Sentenza di "non doversi procedere" per due imprenditori Fragnito e Tresca
Il Tribunale di Benevento proscioglie Fragnito e Tresca, difesi dall'Avv. Fucci: cade l'accusa di frode fiscale e trasferimento in Bulgaria.
Si chiude con una sentenza di non doversi procedere il capitolo giudiziario che vedeva coinvolti gli imprenditori Valerio Fragnito, 45 anni di Benevento, e Saverio Tresca, 60 anni di San Nicola Manfredi. Il Tribunale di Benevento ha così sciolto le riserve nei confronti dei due imputati, entrambi assistiti dall'Avvocato Vittorio Fucci, nell’ambito di un’indagine legata a presunti reati tributari e sottrazioni fraudolente.
Le contestazioni: il "sistema Bulgaria"
Al centro del processo vi era l'accusa di sottrazione fraudolenta al pagamento di imposte per un ammontare complessivo di circa 392.588,03 euro, riferibili a tre annualità d'imposta. Secondo l'impianto accusatorio originale, i due avrebbero messo in atto una serie di operazioni volte a svuotare la consistenza attiva della propria società per renderla inattaccabile dalle procedure di riscossione coattiva.
L'operazione, secondo la tesi degli inquirenti, si articolava attraverso:
L'alienazione del compendio attivo verso una società "fantasma" non operativa.
Il trasferimento fittizio della sede legale in territorio bulgaro, specificamente tra le città di Sofia e Plovdiv.
La creazione di un'apparente solvibilità estera tramite l'accensione di conti correnti non movimentati, permettendo però agli imprenditori di continuare a operare in Italia attraverso nuove imprese "clone".
Il contesto dell'inchiesta
Il procedimento era nato da una più ampia e complessa indagine sulla transnazionalità delle imprese, che aveva scosso l'opinione pubblica il 5 maggio 2022. In quella data, l'esecuzione di sequestri e otto misure interdittive aveva portato alla luce un presunto sistema finalizzato a sottrarre i patrimoni aziendali a sequestri, procedure fallimentari ed esecutive.
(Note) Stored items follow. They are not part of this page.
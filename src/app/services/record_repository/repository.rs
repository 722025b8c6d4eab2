//! Record repository implementation

use super::stats::LoadStats;
use super::validation::{ValidatedRecord, apply_patch, draft_from_record, validate_input};
use crate::app::models::{
    CanonicalRecord, DatasetKind, FilterSpec, NewRecord, RecordId, RecordMetadata, RecordPatch,
    RecordType,
};
use crate::constants::defaults;
use crate::{Error, Result};
use chrono::Utc;
use std::collections::{BTreeSet, HashSet};
use tracing::{debug, info};

/// Holds the merged record collection
///
/// Every mutation goes through `load`, `add`, `update`, `delete` or `clear`.
/// Reads hand out owned copies.
#[derive(Debug, Clone)]
pub struct RecordRepository {
    records: Vec<CanonicalRecord>,
    /// Next manual id; never reused within the collection's lifetime
    next_manual_id: u64,
}

impl Default for RecordRepository {
    fn default() -> Self {
        Self::new()
    }
}

impl RecordRepository {
    pub fn new() -> Self {
        Self {
            records: Vec::new(),
            next_manual_id: 1,
        }
    }

    /// Repository loaded with `records`
    pub fn with_records(records: Vec<CanonicalRecord>) -> Self {
        let mut repository = Self::new();
        repository.load(records);
        repository
    }

    /// Replace the entire collection
    ///
    /// Composite ids repeated within `records` are re-keyed `key~n` so every
    /// stored id is unique. The manual id counter restarts above the highest
    /// manual id present.
    pub fn load(&mut self, records: Vec<CanonicalRecord>) -> LoadStats {
        let mut stats = LoadStats::new();
        let mut seen: HashSet<RecordId> = HashSet::with_capacity(records.len());
        let mut loaded = Vec::with_capacity(records.len());

        for mut record in records {
            if seen.contains(&record.id) {
                let original = record.id.clone();
                record.id = next_free_id(&original, &seen);
                debug!("Duplicate id {} re-keyed to {}", original, record.id);
                stats.rekeyed_ids += 1;
            }
            if !record.date.is_parsed() {
                stats.unparsed_dates += 1;
            }
            stats.count(record.record_type());
            seen.insert(record.id.clone());
            loaded.push(record);
        }

        self.next_manual_id = loaded
            .iter()
            .filter_map(|r| r.id.manual_sequence())
            .max()
            .map_or(1, |max| max + 1);
        self.records = loaded;

        info!("Repository loaded: {}", stats.summary());
        stats
    }

    /// Validate and append a manual record
    pub fn add(&mut self, input: NewRecord) -> Result<CanonicalRecord> {
        let validated = validate_input(&input)?;

        let id = self.mint_id();
        let now = Utc::now();
        let metadata = RecordMetadata {
            created_at: Some(now),
            modified_at: Some(now),
            ..RecordMetadata::default()
        };
        let record = build_record(id, validated, metadata);

        debug!("Added {} record {}", record.record_type(), record.id);
        self.records.push(record.clone());
        Ok(record)
    }

    /// Merge `patch` over a stored record and re-validate
    ///
    /// The stored record is replaced only when the merged result is valid.
    /// The merged record must satisfy every `add` rule, so an imported record
    /// whose value did not parse needs a `value` in the patch before any other
    /// field can change.
    pub fn update(&mut self, id: &RecordId, patch: RecordPatch) -> Result<CanonicalRecord> {
        let index = self.position(id)?;
        let existing = &self.records[index];

        let mut draft = draft_from_record(existing);
        apply_patch(&mut draft, &patch);
        let validated = validate_input(&draft)?;

        let mut metadata = existing.metadata.clone();
        metadata.modified_at = Some(Utc::now());
        let record = build_record(existing.id.clone(), validated, metadata);

        debug!("Updated record {}", record.id);
        self.records[index] = record.clone();
        Ok(record)
    }

    /// Remove a record, returning it
    pub fn delete(&mut self, id: &RecordId) -> Result<CanonicalRecord> {
        let index = self.position(id)?;
        let removed = self.records.remove(index);
        debug!("Deleted record {}", removed.id);
        Ok(removed)
    }

    /// Remove every record
    pub fn clear(&mut self) {
        info!("Clearing {} records", self.records.len());
        self.records.clear();
    }

    /// Matching records in insertion order
    pub fn query(&self, filter: &FilterSpec) -> Vec<CanonicalRecord> {
        self.records
            .iter()
            .filter(|record| filter.matches(record))
            .cloned()
            .collect()
    }

    /// Copy of every record
    pub fn all(&self) -> Vec<CanonicalRecord> {
        self.records.clone()
    }

    pub fn get(&self, id: &RecordId) -> Option<CanonicalRecord> {
        self.records.iter().find(|r| r.id == *id).cloned()
    }

    pub fn contains(&self, id: &RecordId) -> bool {
        self.records.iter().any(|r| r.id == *id)
    }

    pub fn len(&self) -> usize {
        self.records.len()
    }

    pub fn is_empty(&self) -> bool {
        self.records.is_empty()
    }

    /// Distinct barangays, sorted
    pub fn unique_barangays(&self) -> Vec<String> {
        self.distinct(|r| &r.location.barangay)
    }

    /// Distinct cities, sorted
    pub fn unique_cities(&self) -> Vec<String> {
        self.distinct(|r| &r.location.city)
    }

    /// Distinct categories, optionally limited to one record type, sorted
    pub fn categories(&self, record_type: Option<RecordType>) -> Vec<String> {
        self.records
            .iter()
            .filter(|r| record_type.is_none_or(|t| r.record_type() == t))
            .map(|r| r.category.clone())
            .collect::<BTreeSet<_>>()
            .into_iter()
            .collect()
    }

    /// JSON snapshot of the collection
    pub fn to_json(&self) -> Result<String> {
        Ok(serde_json::to_string(&self.records)?)
    }

    /// Restore a collection from a JSON snapshot
    pub fn from_json(text: &str) -> Result<Self> {
        let records: Vec<CanonicalRecord> = serde_json::from_str(text)?;
        Ok(Self::with_records(records))
    }

    fn distinct<F>(&self, key: F) -> Vec<String>
    where
        F: Fn(&CanonicalRecord) -> &String,
    {
        self.records
            .iter()
            .map(|r| key(r).clone())
            .collect::<BTreeSet<_>>()
            .into_iter()
            .collect()
    }

    fn position(&self, id: &RecordId) -> Result<usize> {
        self.records
            .iter()
            .position(|r| r.id == *id)
            .ok_or_else(|| Error::not_found(id))
    }

    fn mint_id(&mut self) -> RecordId {
        loop {
            let id = RecordId::manual(self.next_manual_id);
            self.next_manual_id += 1;
            if !self.contains(&id) {
                return id;
            }
        }
    }
}

fn build_record(id: RecordId, validated: ValidatedRecord, metadata: RecordMetadata) -> CanonicalRecord {
    let source = validated.source.unwrap_or_else(|| match id.kind {
        DatasetKind::Manual => defaults::MANUAL_SOURCE.to_string(),
        DatasetKind::Health => defaults::HEALTH_SOURCE.to_string(),
        DatasetKind::Climate => defaults::CLIMATE_SOURCE.to_string(),
    });

    CanonicalRecord {
        id,
        location: validated.location,
        date: validated.date,
        category: validated.category,
        value: Some(validated.value),
        source,
        notes: validated.notes,
        details: validated.details,
        metadata,
    }
}

/// First `key~n` not already taken
fn next_free_id(original: &RecordId, seen: &HashSet<RecordId>) -> RecordId {
    (1..)
        .map(|n| RecordId::new(original.kind, format!("{}~{}", original.key, n)))
        .find(|candidate| !seen.contains(candidate))
        .unwrap_or_else(|| original.clone())
}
I reati contestati a vario titolo nell'inchiesta madre spaziavano dall'associazione per delinquere aggravata dalla transnazionalità al falso, fino ai reati tributari e fallimentari.
La decisione del Tribunale
Nonostante la gravità delle accuse iniziali e il clamore mediatico suscitato dai sequestri di beni che avevano colpito anche le posizioni di Tresca e Fragnito, il Tribunale di Benevento ha emesso oggi la sentenza di non doversi procedere. La difesa, curata dall'Avvocato Vittorio Fucci, è riuscita a smontare l'impianto accusatorio relativo ai due imprenditori, portando alla conclusione del processo.